Football game starts at 11 p.m. on school night, ends next day

It's not unheard of for a long, drawn-out high school football game to finish at 11 p.m. A high school game starting at 11 p.m., on the other hand, is a different matter, particularly on a school night.

Amazingly, that's exactly what happened in West Texas last Thursday, when Tascosa (Texas) High (near Amarillo) travelled to Lubbock Coronado High. According to the Amarillo Globe-News, the game was scheduled to start at 7:30, but it encountered lengthy delays due to a string of weather maladies.

First there was hail. Then strong rains made starting the game impossible, and lighting moved in shortly thereafter, further delaying an official kickoff.

By the time the weather finally calmed down, it was 11 p.m. and the teams had to face either moving the game to another date or starting with a late kickoff. They chose the latter, for logistical reasons.

"It's 7:30 somewhere else in the world, right?" Tascosa linebacker Alejandro Magallanes told the Globe-News. "We wanted to play."

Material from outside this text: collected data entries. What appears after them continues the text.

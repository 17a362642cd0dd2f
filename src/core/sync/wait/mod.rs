/*!
 * Wait/Notify Primitives
 *
 * Ownerless generation-checked gates:
 * - `CasGate`: raw generation + slot stack
 * - `Semaphore`: single wake per release
 * - `Monitor`: broadcast wake per notification
 */

mod gate;
mod wake;

pub use gate::{CasGate, Monitor, Semaphore};
pub use wake::WakeResult;
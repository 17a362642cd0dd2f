/*!
 * Scheduler Observers
 * Callbacks fired by the timer thread at task lifecycle points
 */

use crate::core::clock::Timestamp;
use crate::core::types::TaskId;
use std::time::Duration;

/// Lifecycle hooks; every method defaults to a no-op
///
/// Hooks run on the timer thread (or the adding thread for `task_added`)
/// and must not block.
pub trait SchedulerObserver: Send + Sync {
    fn task_added(&self, _task: TaskId, _next_run: Timestamp) {}

    /// `latency` is how late the task started relative to its planned run
    fn task_started(&self, _task: TaskId, _latency: Duration) {}

    fn task_stopped(&self, _task: TaskId) {}

    /// The timer thread has exited
    fn queue_exited(&self) {}
}
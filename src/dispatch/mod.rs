/*!
 * Job Dispatcher Module
 * Per-category bounded queues, elastic worker pools and job triggers
 */

mod config;
mod dispatcher;
mod pool;
mod queue;
mod router;
mod trigger;

// Re-export public API
pub use config::{CategoryConfig, DispatcherConfig, PoolConfig};
pub use dispatcher::Dispatcher;
pub use pool::PoolStats;
pub use router::DispatchObserver;
pub use trigger::{Trigger, TriggerPolicy};
/*!
 * Wait-Queue Node
 *
 * One blocked thread in a lock's sync queue or a condition's wait list.
 * Links are atomically swappable `Arc` handles; a node never holds a raw
 * pointer to a neighbour.
 */

use arc_swap::ArcSwapOption;
use std::sync::atomic::{AtomicBool, AtomicI32, Ordering};
use std::sync::Arc;
use std::thread::Thread;

/// Node status tag
///
/// Positive values mean cancelled; negative values mean the node is waiting
/// for something, which lets hot paths test `> 0` / `<= 0` like the raw int.
#[repr(i32)]
#[derive(Debug, Clone, Copy, PartialEq, Eq)]
pub enum WaitStatus {
    /// Acquire attempt abandoned (timeout or interrupt)
    Cancelled = 1,
    /// Initial state on the sync queue
    Zero = 0,
    /// Successor is (or will be) parked and must be unparked on release
    Signal = -1,
    /// Node is on a condition list, not on the sync queue
    Condition = -2,
}

impl WaitStatus {
    #[inline(always)]
    fn from_raw(raw: i32) -> Self {
        match raw {
            1 => Self::Cancelled,
            -1 => Self::Signal,
            -2 => Self::Condition,
            _ => Self::Zero,
        }
    }
}

pub(crate) type NodeRef = Arc<Node>;

/// Wait-queue node
pub(crate) struct Node {
    status: AtomicI32,
    /// Predecessor on the sync queue (authoritative link)
    pub(crate) prev: ArcSwapOption<Node>,
    /// Successor on the sync queue (hint, may be stale)
    pub(crate) next: ArcSwapOption<Node>,
    /// Next node on a condition list; only touched while the lock is held
    pub(crate) next_waiter: ArcSwapOption<Node>,
    thread: Option<Thread>,
    thread_id: u64,
    /// Set once the node has been promoted to head
    promoted: AtomicBool,
    /// Pool slot this node belongs to, if any
    slot: Option<usize>,
}

impl Node {
    pub(crate) fn new(thread: Thread, thread_id: u64, status: WaitStatus, slot: Option<usize>) -> Self {
        Self {
            status: AtomicI32::new(status as i32),
            prev: ArcSwapOption::empty(),
            next: ArcSwapOption::empty(),
            next_waiter: ArcSwapOption::empty(),
            thread: Some(thread),
            thread_id,
            promoted: AtomicBool::new(false),
            slot,
        }
    }

    /// Dummy head installed when the queue is first contended
    pub(crate) fn dummy() -> Self {
        Self {
            status: AtomicI32::new(WaitStatus::Zero as i32),
            prev: ArcSwapOption::empty(),
            next: ArcSwapOption::empty(),
            next_waiter: ArcSwapOption::empty(),
            thread: None,
            thread_id: 0,
            promoted: AtomicBool::new(true),
            slot: None,
        }
    }

    /// Reinitialise a recycled node; requires exclusive ownership
    pub(crate) fn reset(&mut self, thread: Thread, thread_id: u64, status: WaitStatus) {
        *self.status.get_mut() = status as i32;
        *self.promoted.get_mut() = false;
        self.prev.store(None);
        self.next.store(None);
        self.next_waiter.store(None);
        self.thread = Some(thread);
        self.thread_id = thread_id;
    }

    #[inline(always)]
    pub(crate) fn status(&self) -> WaitStatus {
        WaitStatus::from_raw(self.status.load(Ordering::Acquire))
    }

    #[inline(always)]
    pub(crate) fn is_cancelled(&self) -> bool {
        self.status.load(Ordering::Acquire) > 0
    }

    #[inline(always)]
    pub(crate) fn set_status(&self, status: WaitStatus) {
        self.status.store(status as i32, Ordering::Release);
    }

    #[inline(always)]
    pub(crate) fn cas_status(&self, expect: WaitStatus, update: WaitStatus) -> bool {
        self.status
            .compare_exchange(expect as i32, update as i32, Ordering::AcqRel, Ordering::Acquire)
            .is_ok()
    }

    #[inline(always)]
    pub(crate) fn thread_id(&self) -> u64 {
        self.thread_id
    }

    #[inline(always)]
    pub(crate) fn slot(&self) -> Option<usize> {
        self.slot
    }

    pub(crate) fn mark_promoted(&self) {
        self.promoted.store(true, Ordering::Release);
    }

    /// Whether this node is (or was) the queue head and so has no waiter behind it
    pub(crate) fn is_promoted(&self) -> bool {
        self.promoted.load(Ordering::Acquire)
    }

    pub(crate) fn unpark(&self) {
        if let Some(thread) = &self.thread {
            thread.unpark();
        }
    }

    /// Drop all outgoing links so no reference cycle survives the node
    pub(crate) fn clear_links(&self) {
        self.prev.store(None);
        self.next.store(None);
        self.next_waiter.store(None);
    }
}

impl std::fmt::Debug for Node {
    fn fmt(&self, f: &mut std::fmt::Formatter<'_>) -> std::fmt::Result {
        f.debug_struct("Node")
            .field("status", &self.status())
            .field("thread_id", &self.thread_id)
            .field("promoted", &self.is_promoted())
            .field("slot", &self.slot)
            .finish()
    }
}

/// Identity comparison of two optional node handles
#[inline]
pub(crate) fn same(a: &Option<NodeRef>, b: &Option<NodeRef>) -> bool {
    match (a, b) {
        (Some(a), Some(b)) => Arc::ptr_eq(a, b),
        (None, None) => true,
        _ => false,
    }
}

/// Compare-and-set a link, succeeding only if it still points at `current`
#[inline]
pub(crate) fn cas_link(
    link: &ArcSwapOption<Node>,
    current: &Option<NodeRef>,
    update: Option<NodeRef>,
) -> bool {
    let previous = link.compare_and_swap(current, update);
    same(&previous, current)
}
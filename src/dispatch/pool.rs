/*!
 * Elastic Worker Pool
 *
 * Workers for one category queue. A periodic sampler folds the fraction of
 * busy workers into a decayed average and resizes the pool between its
 * core and max sizes: it grows by spawning a worker and shrinks by asking
 * one worker to exit the next time its poll of the queue comes back empty.
 */

use super::config::PoolConfig;
use super::queue::CategoryQueue;
use crate::core::errors::{DispatchError, DispatchResult};
use crate::core::types::{panic_message, Job, ThreadCategory};
use crate::monitoring::JobSpan;
use parking_lot::Mutex;
use serde::{Deserialize, Serialize};
use std::panic::{catch_unwind, AssertUnwindSafe};
use std::sync::atomic::{AtomicBool, AtomicU64, AtomicUsize, Ordering};
use std::sync::Arc;
use std::thread::{self, JoinHandle};
use tracing::{debug, error, info};

/// Point-in-time pool state
#[derive(Debug, Clone, Copy, PartialEq, Serialize, Deserialize)]
pub struct PoolStats {
    pub category: ThreadCategory,
    pub threads: usize,
    pub active: usize,
    pub core_threads: usize,
    pub max_threads: usize,
    /// Decayed busy fraction from the last sample
    pub utilization: f64,
    pub queued: usize,
    pub jobs_run: u64,
    pub jobs_failed: u64,
}

pub(crate) struct ElasticPool {
    queue: CategoryQueue,
    config: PoolConfig,
    core: AtomicUsize,
    max: AtomicUsize,
    /// Live workers, including those about to retire
    threads: AtomicUsize,
    /// Workers currently running a job
    active: AtomicUsize,
    /// Outstanding retirement requests
    retire: AtomicUsize,
    /// `f64` bits of the decayed utilization
    utilization: AtomicU64,
    stopping: AtomicBool,
    jobs_run: AtomicU64,
    jobs_failed: AtomicU64,
    next_worker: AtomicUsize,
    handles: Mutex<Vec<JoinHandle<()>>>,
}

impl ElasticPool {
    /// Create the pool and start its core workers
    pub fn start(queue: CategoryQueue, config: PoolConfig) -> DispatchResult<Arc<Self>> {
        config.validate()?;
        let pool = Arc::new(Self {
            queue,
            core: AtomicUsize::new(config.core_threads),
            max: AtomicUsize::new(config.max_threads),
            config,
            threads: AtomicUsize::new(0),
            active: AtomicUsize::new(0),
            retire: AtomicUsize::new(0),
            utilization: AtomicU64::new(0f64.to_bits()),
            stopping: AtomicBool::new(false),
            jobs_run: AtomicU64::new(0),
            jobs_failed: AtomicU64::new(0),
            next_worker: AtomicUsize::new(0),
            handles: Mutex::new(Vec::new()),
        });
        pool.ensure_core()?;
        Ok(pool)
    }

    #[inline]
    pub fn queue(&self) -> &CategoryQueue {
        &self.queue
    }

    #[inline]
    pub fn category(&self) -> ThreadCategory {
        self.queue.category()
    }

    pub fn config(&self) -> &PoolConfig {
        &self.config
    }

    pub fn threads(&self) -> usize {
        self.threads.load(Ordering::Acquire)
    }

    fn spawn_worker(self: &Arc<Self>) -> DispatchResult<()> {
        let index = self.next_worker.fetch_add(1, Ordering::Relaxed);
        let name = format!("taskweave-{}-{}", self.category(), index);
        self.threads.fetch_add(1, Ordering::AcqRel);

        let pool = self.clone();
        match thread::Builder::new().name(name).spawn(move || pool.worker_loop()) {
            Ok(handle) => {
                let mut handles = self.handles.lock();
                handles.retain(|h| !h.is_finished());
                handles.push(handle);
                Ok(())
            }
            Err(e) => {
                self.threads.fetch_sub(1, Ordering::AcqRel);
                error!(category = %self.category(), error = %e, "failed to spawn worker");
                Err(DispatchError::SpawnFailed(e.to_string()))
            }
        }
    }

    fn effective_threads(&self) -> usize {
        self.threads()
            .saturating_sub(self.retire.load(Ordering::Acquire))
    }

    fn ensure_core(self: &Arc<Self>) -> DispatchResult<()> {
        while !self.stopping.load(Ordering::Acquire)
            && self.effective_threads() < self.core.load(Ordering::Acquire)
        {
            self.spawn_worker()?;
        }
        Ok(())
    }

    /// Consume one outstanding retirement request
    fn try_retire(&self) -> bool {
        let mut pending = self.retire.load(Ordering::Acquire);
        while pending > 0 {
            match self
                .retire
                .compare_exchange_weak(pending, pending - 1, Ordering::AcqRel, Ordering::Acquire)
            {
                Ok(_) => {
                    self.threads.fetch_sub(1, Ordering::AcqRel);
                    return true;
                }
                Err(actual) => pending = actual,
            }
        }
        false
    }

    fn worker_loop(&self) {
        debug!(category = %self.category(), "worker started");
        loop {
            match self.queue.take_timeout(self.config.idle_poll) {
                Some(job) => self.run_job(job),
                None if self.stopping.load(Ordering::Acquire) => break,
                None if self.try_retire() => {
                    debug!(category = %self.category(), "worker retired");
                    return;
                }
                None => {}
            }
        }
        self.threads.fetch_sub(1, Ordering::AcqRel);
        debug!(category = %self.category(), "worker stopped");
    }

    fn run_job(&self, job: Job) {
        self.active.fetch_add(1, Ordering::AcqRel);
        let span = JobSpan::new(self.category());
        let outcome = {
            let _entered = span.enter();
            catch_unwind(AssertUnwindSafe(job))
        };
        span.finish(outcome.is_ok());
        if let Err(payload) = outcome {
            self.jobs_failed.fetch_add(1, Ordering::Relaxed);
            error!(
                category = %self.category(),
                panic = %panic_message(payload.as_ref()),
                "job panicked"
            );
        }
        self.jobs_run.fetch_add(1, Ordering::Relaxed);
        self.active.fetch_sub(1, Ordering::AcqRel);
    }

    /// Fold one observation into the decayed average and resize.
    /// Returns the new live thread count when the pool changed size.
    pub fn sample(self: &Arc<Self>) -> Option<usize> {
        if self.stopping.load(Ordering::Acquire) {
            return None;
        }
        let effective = self.effective_threads();
        let busy = if effective == 0 {
            if self.queue.is_empty() { 0.0 } else { 1.0 }
        } else {
            (self.active.load(Ordering::Acquire) as f64 / effective as f64).min(1.0)
        };

        let previous = f64::from_bits(self.utilization.load(Ordering::Acquire));
        let average = self.config.decay * previous + (1.0 - self.config.decay) * busy;
        self.utilization.store(average.to_bits(), Ordering::Release);

        let core = self.core.load(Ordering::Acquire);
        let max = self.max.load(Ordering::Acquire);
        if average > self.config.grow_threshold && effective < max {
            if self.spawn_worker().is_ok() {
                info!(category = %self.category(), threads = effective + 1, "pool grew");
                return Some(effective + 1);
            }
        } else if average < self.config.shrink_threshold && effective > core {
            self.retire.fetch_add(1, Ordering::AcqRel);
            info!(category = %self.category(), threads = effective - 1, "pool shrank");
            return Some(effective - 1);
        }
        None
    }

    pub fn set_core_threads(self: &Arc<Self>, core: usize) -> DispatchResult<()> {
        let max = self.max.load(Ordering::Acquire);
        if core > max {
            return Err(DispatchError::InvalidPoolSize(format!(
                "core_threads {} exceeds max_threads {}",
                core, max
            )));
        }
        self.core.store(core, Ordering::Release);
        self.ensure_core()
    }

    pub fn set_max_threads(&self, max: usize) -> DispatchResult<()> {
        let core = self.core.load(Ordering::Acquire);
        if max == 0 || max < core {
            return Err(DispatchError::InvalidPoolSize(format!(
                "max_threads {} must be positive and at least core_threads {}",
                max, core
            )));
        }
        self.max.store(max, Ordering::Release);
        let effective = self.effective_threads();
        if effective > max {
            self.retire.fetch_add(effective - max, Ordering::AcqRel);
        }
        Ok(())
    }

    /// Let workers drain the queue and exit, then join them
    pub fn shutdown(&self) {
        if self.stopping.swap(true, Ordering::AcqRel) {
            return;
        }
        let handles = std::mem::take(&mut *self.handles.lock());
        let me = thread::current().id();
        for handle in handles {
            if handle.thread().id() == me {
                continue;
            }
            if handle.join().is_err() {
                error!(category = %self.category(), "worker terminated abnormally");
            }
        }
    }

    pub fn stats(&self) -> PoolStats {
        PoolStats {
            category: self.category(),
            threads: self.threads(),
            active: self.active.load(Ordering::Acquire),
            core_threads: self.core.load(Ordering::Acquire),
            max_threads: self.max.load(Ordering::Acquire),
            utilization: f64::from_bits(self.utilization.load(Ordering::Acquire)),
            queued: self.queue.len(),
            jobs_run: self.jobs_run.load(Ordering::Relaxed),
            jobs_failed: self.jobs_failed.load(Ordering::Relaxed),
        }
    }
}

#[cfg(test)]
mod tests {
    use super::*;
    use std::time::{Duration, Instant};

    fn pool(core: usize, max: usize) -> Arc<ElasticPool> {
        let config = PoolConfig {
            idle_poll: Duration::from_millis(5),
            ..PoolConfig::default().with_threads(core, max)
        };
        ElasticPool::start(CategoryQueue::new(ThreadCategory::Background, 64), config).unwrap()
    }

    fn wait_until(mut condition: impl FnMut() -> bool) -> bool {
        let deadline = Instant::now() + Duration::from_secs(5);
        while Instant::now() < deadline {
            if condition() {
                return true;
            }
            thread::sleep(Duration::from_millis(2));
        }
        false
    }

    #[test]
    fn test_core_workers_started() {
        let pool = pool(2, 4);
        assert_eq!(pool.threads(), 2);
        pool.shutdown();
        assert_eq!(pool.threads(), 0);
    }

    #[test]
    fn test_panicking_job_is_contained() {
        let pool = pool(1, 1);
        pool.queue().offer(Box::new(|| panic!("bad job"))).ok().unwrap();
        assert!(wait_until(|| pool.stats().jobs_run == 1));
        assert_eq!(pool.stats().jobs_failed, 1);
        assert_eq!(pool.threads(), 1);
        pool.shutdown();
    }

    #[test]
    fn test_idle_pool_shrinks_to_core() {
        let pool = pool(1, 4);
        pool.set_core_threads(3).unwrap();
        assert_eq!(pool.threads(), 3);
        pool.set_core_threads(1).unwrap();

        for _ in 0..4 {
            pool.sample();
        }
        assert!(wait_until(|| pool.threads() == 1));
        pool.shutdown();
    }

    #[test]
    fn test_retirement_waits_for_backlog() {
        let pool = pool(1, 2);
        pool.set_core_threads(2).unwrap();
        pool.set_core_threads(1).unwrap();
        assert_eq!(pool.threads(), 2);

        let (release_tx, release_rx) = flume::unbounded::<()>();
        for _ in 0..2 {
            let rx = release_rx.clone();
            pool.queue()
                .offer(Box::new(move || {
                    let _ = rx.recv_timeout(Duration::from_secs(5));
                }))
                .ok()
                .unwrap();
        }
        assert!(wait_until(|| pool.stats().active == 2));

        let (seen_tx, seen_rx) = flume::unbounded();
        for _ in 0..10 {
            let observed = pool.clone();
            let seen_tx = seen_tx.clone();
            pool.queue()
                .offer(Box::new(move || seen_tx.send(observed.threads()).unwrap()))
                .ok()
                .unwrap();
        }
        pool.set_max_threads(1).unwrap();
        drop(release_tx);

        let seen: Vec<usize> = (0..10)
            .map(|_| seen_rx.recv_timeout(Duration::from_secs(5)).unwrap())
            .collect();
        assert_eq!(seen, vec![2; 10]);
        assert!(wait_until(|| pool.threads() == 1));
        pool.shutdown();
    }

    #[test]
    fn test_busy_pool_grows_to_max() {
        let pool = pool(1, 3);
        let (release_tx, release_rx) = flume::unbounded::<()>();
        for _ in 0..3 {
            let rx = release_rx.clone();
            pool.queue()
                .offer(Box::new(move || {
                    let _ = rx.recv_timeout(Duration::from_secs(5));
                }))
                .ok()
                .unwrap();
        }
        for _ in 0..20 {
            pool.sample();
            thread::sleep(Duration::from_millis(2));
        }
        assert_eq!(pool.threads(), 3);
        drop(release_tx);
        pool.shutdown();
    }

    #[test]
    fn test_invalid_sizes_rejected() {
        let pool = pool(1, 2);
        assert!(pool.set_core_threads(3).is_err());
        assert!(pool.set_max_threads(0).is_err());
        assert!(pool.set_max_threads(1).is_ok());
        pool.shutdown();
    }
}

Yet it's questionable whether Lubbock Coronado, the home team for the matchup at Lubbock's Lowrey Field, was really still ready to put up a significant effort at 11 p.m. Tascosa breezed to a surprisingly easy 51-7 win, jumping out to an early lead and then holding on through a second half that technically began in a new day.

"I take full credit [for the loss]," Coronado coach Butch Henderson told the Globe-News. "We did not come down the hill ready to play. I think it's the worst performance I've ever put on as a coach. And I take full credit because whatever we did sitting up here we didn't come down ready to get after it like we are capable."

Henderson's Tascosa counterpart also said he believed the delay affected his team's opponent.

"The strangeness of the game, the late start and everything about it," Tascosa coach Ken Plunk told the Globe-News. "I think once it kind of started going bad [for Coronado] it was tough to get back going at midnight."

Because of the ridiculously late kickoff, players from Tascosa didn't get home until after 4 a.m., then had to turn around just hours later and go back to school, a scenario that also encumbered other students and parents who travelled to the game, 157 miles away.

While any number of Tascosa students, teachers and fans were upset by those Friday hardships, a pair of conditions made moving the game particularly difficult. First, the teams would have been unable to play the game the next day because two other games were already scheduled for Lowrey Field. A band competition had the facility booked all Saturday, so two days later wasn't an option, either.

If both teams agreed to a neutral site -- or even moving the game back to Tascosa -- they still would have had to locate officials for the game, with nearly all state-certified 5A officials already booked working other games on both Friday and Saturday.

Given the distance between the two schools, trying to agree on a makeup date in the immediate future -- the season is nearly over, after all -- seemed like a longshot, and, as the Globe-News points out, there is not technically a UIL or district rule mandating that all games began in one day finish in the same day. That made an 11 p.m. kickoff possible, and both coaches eventually decided the 11 p.m. option was the best one on the table.

Whether their players felt the same way is another question. After all, they were the ones who had to get back to school the next day ... or face whatever punishment would come from skipping classes.